» Aim of the exercise
Please set the lines down again exactly, from the top of the entries through the line that contains "mod m20230101_000007_create_meetings_table;".

» Data shown
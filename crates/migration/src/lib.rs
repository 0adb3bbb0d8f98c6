pub use sea_orm_migration::prelude::*;
pub use sea_orm_migration::{cli, sea_orm};

mod m20230101_000001_create_students_table;
mod m20230101_000002_create_professors_table;
mod m20230101_000003_create_mentors_table;
mod m20230101_000004_create_teams_table;
mod m20230101_000005_create_mentor_requests_table;
mod m20230101_000006_create_senior_mentor_requests_table;
mod m20230101_000007_create_meetings_table;
mod m20230101_000008_create_ideas_table;
mod m20230101_000009_create_files_table;
mod m20230101_000010_create_leaderboards_table;

pub(crate) use m20230101_000001_create_students_table::Students;
pub(crate) use m20230101_000002_create_professors_table::Professors;
pub(crate) use m20230101_000003_create_mentors_table::Mentors;
pub(crate) use m20230101_000004_create_teams_table::Teams;
pub(crate) use m20230101_000008_create_ideas_table::Ideas;

pub struct Migrator;

#[async_trait::async_trait]
impl MigratorTrait for Migrator {
    fn migrations() -> Vec<Box<dyn MigrationTrait>> {
        vec![
            Box::new(m20230101_000001_create_students_table::Migration),
            Box::new(m20230101_000002_create_professors_table::Migration),
            Box::new(m20230101_000003_create_mentors_table::Migration),
            Box::new(m20230101_000004_create_teams_table::Migration),
            Box::new(m20230101_000005_create_mentor_requests_table::Migration),
            Box::new(m20230101_000006_create_senior_mentor_requests_table::Migration),
            Box::new(m20230101_000007_create_meetings_table::Migration),
            Box::new(m20230101_000008_create_ideas_table::Migration),
            Box::new(m20230101_000009_create_files_table::Migration),
            Box::new(m20230101_000010_create_leaderboards_table::Migration),
        ]
    }
}
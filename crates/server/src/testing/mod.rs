use std::error::Error;

use axum::async_trait;
use common::config::Config;
use db::{student, team, ActiveModelTrait, ActiveValue, Database, DatabaseConnection, EntityTrait};
use hyper::body::{self, Bytes, HttpBody};
use migration::MigratorTrait;
use serde::Serialize;

pub(crate) async fn create_database() -> DatabaseConnection {
    let db = Database::connect("sqlite::memory:")
        .await
        .expect("unable to create test database");

    migration::Migrator::up(&db, None)
        .await
        .expect("unable to run migrations");

    db
}

/// Insert a student directly into the database.
///
/// All test students share the same password to keep login
/// tests readable.
pub(crate) async fn create_student(
    db: &DatabaseConnection,
    name: &str,
    roll_no: &str,
    email: &str,
) -> student::Model {
    student::Entity::insert(student::ActiveModel {
        name: ActiveValue::Set(name.to_string()),
        roll_no: ActiveValue::Set(roll_no.to_string()),
        email: ActiveValue::Set(email.to_string()),
        password_hash: ActiveValue::Set(
            student::hash_password("password123").expect("unable to hash password"),
        ),
        year: ActiveValue::Set(2),
        created_at: ActiveValue::Set(db::now()),
        ..Default::default()
    })
    .exec_with_returning(db)
    .await
    .expect("unable to create student")
}

/// Insert a team led by the provided student, along with its
/// leaderboard entry, and attach the leader as the first member.
pub(crate) async fn create_team(
    db: &DatabaseConnection,
    name: &str,
    leader_id: i64,
) -> team::Model {
    let team = team::Entity::insert(team::ActiveModel {
        name: ActiveValue::Set(name.to_string()),
        is_locked: ActiveValue::Set(false),
        leader_id: ActiveValue::Set(leader_id),
        created_at: ActiveValue::Set(db::now()),
        ..Default::default()
    })
    .exec_with_returning(db)
    .await
    .expect("unable to create team");

    db::leaderboard::Entity::insert(db::leaderboard::ActiveModel {
        team_id: ActiveValue::Set(team.id),
        meetings_done: ActiveValue::Set(0),
        tasks_done: ActiveValue::Set(0),
        mentor_feedback_count: ActiveValue::Set(0),
        total_score: ActiveValue::Set(0),
        updated_at: ActiveValue::Set(db::now()),
        ..Default::default()
    })
    .exec_without_returning(db)
    .await
    .expect("unable to create leaderboard entry");

    student::ActiveModel {
        id: ActiveValue::Unchanged(leader_id),
        team_id: ActiveValue::Set(Some(team.id)),
        ..Default::default()
    }
    .update(db)
    .await
    .expect("unable to attach leader to team");

    team
}

/// Insert a professor directly into the database.
pub(crate) async fn create_professor(
    db: &DatabaseConnection,
    name: &str,
    email: &str,
) -> db::professor::Model {
    db::professor::Entity::insert(db::professor::ActiveModel {
        name: ActiveValue::Set(name.to_string()),
        email: ActiveValue::Set(email.to_string()),
        department: ActiveValue::Set(String::from("Computer Science")),
        accepted_team_count: ActiveValue::Set(0),
        created_at: ActiveValue::Set(db::now()),
        ..Default::default()
    })
    .exec_with_returning(db)
    .await
    .expect("unable to create professor")
}

/// Insert a senior mentor directly into the database.
pub(crate) async fn create_mentor(
    db: &DatabaseConnection,
    name: &str,
    email: &str,
) -> db::mentor::Model {
    db::mentor::Entity::insert(db::mentor::ActiveModel {
        name: ActiveValue::Set(name.to_string()),
        email: ActiveValue::Set(email.to_string()),
        year: ActiveValue::Set(4),
        created_at: ActiveValue::Set(db::now()),
        ..Default::default()
    })
    .exec_with_returning(db)
    .await
    .expect("unable to create mentor")
}

/// Insert a project idea for the provided team.
pub(crate) async fn create_idea(
    db: &DatabaseConnection,
    title: &str,
    team_id: i64,
) -> db::idea::Model {
    db::idea::Entity::insert(db::idea::ActiveModel {
        title: ActiveValue::Set(title.to_string()),
        description: ActiveValue::Set(String::from("An idea description")),
        team_id: ActiveValue::Set(team_id),
        created_at: ActiveValue::Set(db::now()),
        ..Default::default()
    })
    .exec_with_returning(db)
    .await
    .expect("unable to create idea")
}

/// `Authorization` header value for the provided student,
/// signed with the test configuration secret.
pub(crate) fn bearer(student_id: i64) -> String {
    let token = crate::auth::issue_token(student_id, &Config::for_tests().auth)
        .expect("unable to issue token");

    format!("Bearer {token}")
}

pub(crate) trait RequestBodyExt: Sized {
    fn from_json<B: Serialize>(val: B) -> Self;
}

impl<T> RequestBodyExt for T
where
    T: HttpBody + From<Vec<u8>>,
{
    fn from_json<B: Serialize>(val: B) -> Self {
        T::from(serde_json::to_vec(&val).expect("unable to serialize"))
    }
}

#[async_trait(?Send)]
pub(crate) trait ResponseBodyExt {
    async fn bytes(self) -> Bytes;

    async fn text(self) -> String;

    async fn json(self) -> serde_json::Value;

    /// Extract the message from a JSON error body.
    async fn error(self) -> String;
}

#[async_trait(?Send)]
impl<T> ResponseBodyExt for T
where
    T: HttpBody,
    T::Error: Error,
{
    async fn bytes(self) -> Bytes {
        body::to_bytes(self)
            .await
            .expect("unable to convert to bytes")
    }

    async fn text(self) -> String {
        String::from_utf8(self.bytes().await.to_vec()).expect("unable to convert to text")
    }

    async fn json(self) -> serde_json::Value {
        serde_json::from_slice(&self.bytes().await).expect("unable to convert to json")
    }

    async fn error(self) -> String {
        self.json().await["error"]
            .as_str()
            .expect("missing error field")
            .to_string()
    }
}
use std::sync::Arc;

use axum::{
    extract::{Path, State},
    http::StatusCode,
    Extension, Json,
};
use axum_derive_error::ErrorResponse;
use db::{meeting, student, DatabaseConnection, DbErr, EntityTrait};
use derive_more::{Display, Error, From};

use super::MeetingData;
use crate::auth::AuthenticatedStudentId;

/// Errors that may occur while fetching meeting details.
#[derive(ErrorResponse, Display, From, Error)]
pub(super) enum MeetingDetailsError {
    /// Database-related error.
    DatabaseError(DbErr),

    #[status(StatusCode::NOT_FOUND)]
    #[display(fmt = "Meeting not found")]
    MeetingNotFound,

    #[status(StatusCode::NOT_FOUND)]
    #[display(fmt = "Student not found")]
    StudentNotFound,

    #[status(StatusCode::FORBIDDEN)]
    #[display(fmt = "Access denied: You are not in this team")]
    AccessDenied,
}

/// Meeting details handler.
///
/// Only members of the owning team may inspect a meeting.
pub(super) async fn details(
    State(db): State<Arc<DatabaseConnection>>,
    Extension(student_id): Extension<AuthenticatedStudentId>,
    Path(meeting_id): Path<i64>,
) -> Result<Json<MeetingData>, MeetingDetailsError> {
    let model = meeting::Entity::find_by_id(meeting_id)
        .one(&*db)
        .await?
        .ok_or(MeetingDetailsError::MeetingNotFound)?;

    let student = student::Entity::find_by_id(student_id.id())
        .one(&*db)
        .await?
        .ok_or(MeetingDetailsError::StudentNotFound)?;

    if student.team_id != Some(model.team_id) {
        return Err(MeetingDetailsError::AccessDenied);
    }

    Ok(Json(model.into()))
}
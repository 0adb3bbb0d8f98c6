/// Available professors route.
mod available;

/// Professor details route.
mod details;

/// Professor listing route.
mod list;

/// Mentorship request creation route.
mod request;

/// Mentorship request response route.
mod respond;

use std::sync::Arc;

use axum::{
    routing::{get, post},
    Router,
};
use db::{mentor_request, professor, DatabaseConnection};
use serde::Serialize;

/// Create a router that provides professor directory and mentorship request routes.
pub(crate) fn routes() -> Router<Arc<DatabaseConnection>> {
    Router::new()
        .route("/", get(list::list))
        .route("/available", get(available::available))
        .route("/request", post(request::request))
        .route("/requests/:id/respond", post(respond::respond))
        .route("/:id", get(details::details))
}

/// Serializable professor information.
#[derive(Serialize)]
pub(super) struct ProfessorData {
    pub id: i64,
    pub name: String,
    pub email: String,
    pub department: String,
    pub accepted_team_count: i32,
}

impl From<professor::Model> for ProfessorData {
    fn from(model: professor::Model) -> Self {
        ProfessorData {
            id: model.id,
            name: model.name,
            email: model.email,
            department: model.department,
            accepted_team_count: model.accepted_team_count,
        }
    }
}

/// Serializable mentorship request information.
#[derive(Serialize)]
pub(super) struct RequestData {
    pub id: i64,
    pub team_id: i64,
    pub professor_id: i64,
    pub status: mentor_request::RequestStatus,
    pub message: Option<String>,
}

impl From<mentor_request::Model> for RequestData {
    fn from(model: mentor_request::Model) -> Self {
        RequestData {
            id: model.id,
            team_id: model.team_id,
            professor_id: model.professor_id,
            status: model.status,
            message: model.message,
        }
    }
}
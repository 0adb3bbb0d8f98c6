mod cli;

use std::error::Error;

use clap::Parser;
use cli::Cli;
use common::config::Config;
use migration::{cli::run_migrate, sea_orm::Database};
use tracing::info;

#[tokio::main]
async fn main() -> Result<(), Box<dyn Error>> {
    let cli = Cli::parse();

    let config = Config::new()?;

    common::logging::init(&config);

    info!("connecting to database");
    let db = Database::connect(&config.database.url).await?;
    info!("database connection established");

    run_migrate(migration::Migrator, &db, cli.command, false).await?;

    Ok(())
}
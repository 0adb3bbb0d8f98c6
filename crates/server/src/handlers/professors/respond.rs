use std::sync::Arc;

use axum::{
    extract::{Path, State},
    http::StatusCode,
    Json,
};
use axum_derive_error::ErrorResponse;
use db::{
    mentor_request, professor, team, ActiveModelTrait, ActiveValue, DatabaseConnection, DbErr,
    EntityTrait, QuerySelect, TransactionErrorExt, TransactionTrait,
};
use derive_more::{Display, Error, From};
use serde::Deserialize;
use validator::Validate;

use super::RequestData;
use crate::validation::ValidatedJson;

/// Errors that may occur while responding to a mentorship request.
#[derive(ErrorResponse, Display, From, Error)]
pub(super) enum RespondError {
    /// Database-related error.
    DatabaseError(DbErr),

    #[status(StatusCode::BAD_REQUEST)]
    #[display(fmt = "Invalid status")]
    InvalidStatus,

    #[status(StatusCode::NOT_FOUND)]
    #[display(fmt = "Request not found")]
    RequestNotFound,

    #[status(StatusCode::BAD_REQUEST)]
    #[display(fmt = "Request has already been responded to")]
    AlreadyResponded,

    #[status(StatusCode::NOT_FOUND)]
    #[display(fmt = "Professor not found")]
    ProfessorNotFound,

    #[status(StatusCode::BAD_REQUEST)]
    #[display(fmt = "Professor cannot accept more teams")]
    ProfessorFull,

    #[status(StatusCode::NOT_FOUND)]
    #[display(fmt = "Team not found")]
    TeamNotFound,

    #[status(StatusCode::BAD_REQUEST)]
    #[display(fmt = "Team already has a professor")]
    TeamHasProfessor,
}

#[derive(Deserialize, Validate)]
pub(super) struct RespondRequest {
    status: mentor_request::RequestStatus,
}

/// Mentorship request response handler.
///
/// Acceptance re-checks the professor's capacity against an
/// exclusively locked professor row, so two concurrent
/// acceptances cannot overshoot the ceiling.
pub(super) async fn respond(
    State(db): State<Arc<DatabaseConnection>>,
    Path(request_id): Path<i64>,
    ValidatedJson(request): ValidatedJson<RespondRequest>,
) -> Result<Json<RequestData>, RespondError> {
    if request.status == mentor_request::RequestStatus::Pending {
        return Err(RespondError::InvalidStatus);
    }

    let model = db
        .transaction(|txn| {
            Box::pin(async move {
                let model = mentor_request::Entity::find_by_id(request_id)
                    .one(txn)
                    .await?
                    .ok_or(RespondError::RequestNotFound)?;

                if model.status != mentor_request::RequestStatus::Pending {
                    return Err(RespondError::AlreadyResponded);
                }

                if request.status == mentor_request::RequestStatus::Accepted {
                    let professor = professor::Entity::find_by_id(model.professor_id)
                        .lock_exclusive()
                        .one(txn)
                        .await?
                        .ok_or(RespondError::ProfessorNotFound)?;

                    if professor.accepted_team_count >= professor::MAX_MENTORED_TEAMS {
                        return Err(RespondError::ProfessorFull);
                    }

                    // Another professor may have accepted a parallel request
                    // since this one was sent.
                    let requesting_team = team::Entity::find_by_id(model.team_id)
                        .one(txn)
                        .await?
                        .ok_or(RespondError::TeamNotFound)?;

                    if requesting_team.professor_id.is_some() {
                        return Err(RespondError::TeamHasProfessor);
                    }

                    team::ActiveModel {
                        id: ActiveValue::Unchanged(requesting_team.id),
                        professor_id: ActiveValue::Set(Some(professor.id)),
                        ..Default::default()
                    }
                    .update(txn)
                    .await?;

                    let count = professor.accepted_team_count;
                    let mut active: professor::ActiveModel = professor.into();
                    active.accepted_team_count = ActiveValue::Set(count + 1);
                    active.update(txn).await?;
                }

                let mut active: mentor_request::ActiveModel = model.into();
                active.status = ActiveValue::Set(request.status);

                Ok(active.update(txn).await?)
            })
        })
        .await
        .into_raw_result()?;

    Ok(Json(model.into()))
}

#[cfg(test)]
mod tests {
    use std::sync::Arc;

    use crate::testing::{
        bearer, create_database, create_professor, create_student, create_team, RequestBodyExt,
        ResponseBodyExt,
    };

    use assert_json::assert_json;
    use axum::{
        body::Body,
        http::{Request, StatusCode},
    };
    use common::config::Config;
    use db::{mentor_request, professor, team, ActiveValue, DatabaseConnection, EntityTrait};
    use serde_json::json;
    use tower::{Service, ServiceExt};

    async fn create_request(db: &DatabaseConnection, team_id: i64, professor_id: i64) -> i64 {
        mentor_request::Entity::insert(mentor_request::ActiveModel {
            team_id: ActiveValue::Set(team_id),
            professor_id: ActiveValue::Set(professor_id),
            status: ActiveValue::Set(mentor_request::RequestStatus::Pending),
            message: ActiveValue::Set(None),
            created_at: ActiveValue::Set(db::now()),
            ..Default::default()
        })
        .exec_with_returning(db)
        .await
        .expect("unable to create request")
        .id
    }

    fn respond_request(student_id: i64, request_id: i64, status: &str) -> Request<Body> {
        Request::builder()
            .method("POST")
            .uri(format!("/professors/requests/{request_id}/respond"))
            .header("Authorization", bearer(student_id))
            .header("Content-Type", "application/json")
            .body(Body::from_json(json!({ "status": status })))
            .unwrap()
    }

    #[tokio::test]
    async fn acceptance_links_professor_to_team() {
        let db = create_database().await;

        let leader = create_student(&db, "Leader", "CS2021001", "leader@example.com").await;
        let created_team = create_team(&db, "Rustaceans", leader.id).await;
        let professor = create_professor(&db, "Dr. Smith", "smith@example.edu").await;

        let request_id = create_request(&db, created_team.id, professor.id).await;

        let db = Arc::new(db);

        let response = crate::app_router(db.clone(), Arc::new(Config::for_tests()))
            .oneshot(respond_request(leader.id, request_id, "accepted"))
            .await
            .unwrap();

        assert_eq!(response.status(), StatusCode::OK);

        assert_json!(response.json().await, {
            "status": "accepted",
        });

        let updated_team = team::Entity::find_by_id(created_team.id)
            .one(&*db)
            .await
            .unwrap()
            .unwrap();

        assert_eq!(updated_team.professor_id, Some(professor.id));

        let updated_professor = professor::Entity::find_by_id(professor.id)
            .one(&*db)
            .await
            .unwrap()
            .unwrap();

        assert_eq!(updated_professor.accepted_team_count, 1);
    }

    #[tokio::test]
    async fn second_response_is_rejected() {
        let db = create_database().await;

        let leader = create_student(&db, "Leader", "CS2021001", "leader@example.com").await;
        let team = create_team(&db, "Rustaceans", leader.id).await;
        let professor = create_professor(&db, "Dr. Smith", "smith@example.edu").await;

        let request_id = create_request(&db, team.id, professor.id).await;

        let mut service = crate::app_router(Arc::new(db), Arc::new(Config::for_tests()));

        let response = service
            .call(respond_request(leader.id, request_id, "rejected"))
            .await
            .unwrap();

        assert_eq!(response.status(), StatusCode::OK);

        let response = service
            .call(respond_request(leader.id, request_id, "accepted"))
            .await
            .unwrap();

        assert_eq!(response.status(), StatusCode::BAD_REQUEST);
        assert_eq!(
            response.error().await,
            "Request has already been responded to"
        );
    }

    #[tokio::test]
    async fn full_professor_cannot_accept() {
        let db = create_database().await;

        let professor = create_professor(&db, "Dr. Smith", "smith@example.edu").await;

        let mut last_request_id = 0;

        for i in 1..=4 {
            let leader = create_student(
                &db,
                &format!("Leader {i}"),
                &format!("CS202100{i}"),
                &format!("leader{i}@example.com"),
            )
            .await;

            let team = create_team(&db, &format!("Team {i}"), leader.id).await;

            last_request_id = create_request(&db, team.id, professor.id).await;
        }

        let responder = create_student(&db, "Responder", "CS2021009", "responder@example.com").await;

        let mut service = crate::app_router(Arc::new(db), Arc::new(Config::for_tests()));

        for request_id in last_request_id - 3..last_request_id {
            let response = service
                .call(respond_request(responder.id, request_id, "accepted"))
                .await
                .unwrap();

            assert_eq!(response.status(), StatusCode::OK);
        }

        let response = service
            .call(respond_request(responder.id, last_request_id, "accepted"))
            .await
            .unwrap();

        assert_eq!(response.status(), StatusCode::BAD_REQUEST);
        assert_eq!(response.error().await, "Professor cannot accept more teams");
    }

    #[tokio::test]
    async fn second_acceptance_keeps_first_professor() {
        let db = create_database().await;

        let leader = create_student(&db, "Leader", "CS2021001", "leader@example.com").await;
        let created_team = create_team(&db, "Rustaceans", leader.id).await;

        let first = create_professor(&db, "Dr. Smith", "smith@example.edu").await;
        let second = create_professor(&db, "Dr. Jones", "jones@example.edu").await;

        let first_request = create_request(&db, created_team.id, first.id).await;
        let second_request = create_request(&db, created_team.id, second.id).await;

        let db = Arc::new(db);

        let mut service = crate::app_router(db.clone(), Arc::new(Config::for_tests()));

        let response = service
            .call(respond_request(leader.id, first_request, "accepted"))
            .await
            .unwrap();

        assert_eq!(response.status(), StatusCode::OK);

        let response = service
            .call(respond_request(leader.id, second_request, "accepted"))
            .await
            .unwrap();

        assert_eq!(response.status(), StatusCode::BAD_REQUEST);
        assert_eq!(response.error().await, "Team already has a professor");

        let updated_team = team::Entity::find_by_id(created_team.id)
            .one(&*db)
            .await
            .unwrap()
            .unwrap();

        assert_eq!(updated_team.professor_id, Some(first.id));

        let second = professor::Entity::find_by_id(second.id)
            .one(&*db)
            .await
            .unwrap()
            .unwrap();

        assert_eq!(second.accepted_team_count, 0);
    }

    #[tokio::test]
    async fn pending_status_is_rejected() {
        let db = create_database().await;

        let leader = create_student(&db, "Leader", "CS2021001", "leader@example.com").await;
        let team = create_team(&db, "Rustaceans", leader.id).await;
        let professor = create_professor(&db, "Dr. Smith", "smith@example.edu").await;

        let request_id = create_request(&db, team.id, professor.id).await;

        let response = crate::app_router(Arc::new(db), Arc::new(Config::for_tests()))
            .oneshot(respond_request(leader.id, request_id, "pending"))
            .await
            .unwrap();

        assert_eq!(response.status(), StatusCode::BAD_REQUEST);
        assert_eq!(response.error().await, "Invalid status");
    }
}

» Answer space
filename crates/migration/src/lib.rs
repository 0adb3bbb0d8f98c6
pub use sea_orm_migration::prelude::*;
pub use sea_orm_migration::{cli, sea_orm};

mod m20230101_000001_create_students_table;
mod m20230101_000002_create_professors_table;
mod m20230101_000003_create_mentors_table;
mod m20230101_000004_create_teams_table;
mod m20230101_000005_create_mentor_requests_table;
mod m20230101_000006_create_senior_mentor_requests_table;
mod m20230101_000007_create_meetings_table;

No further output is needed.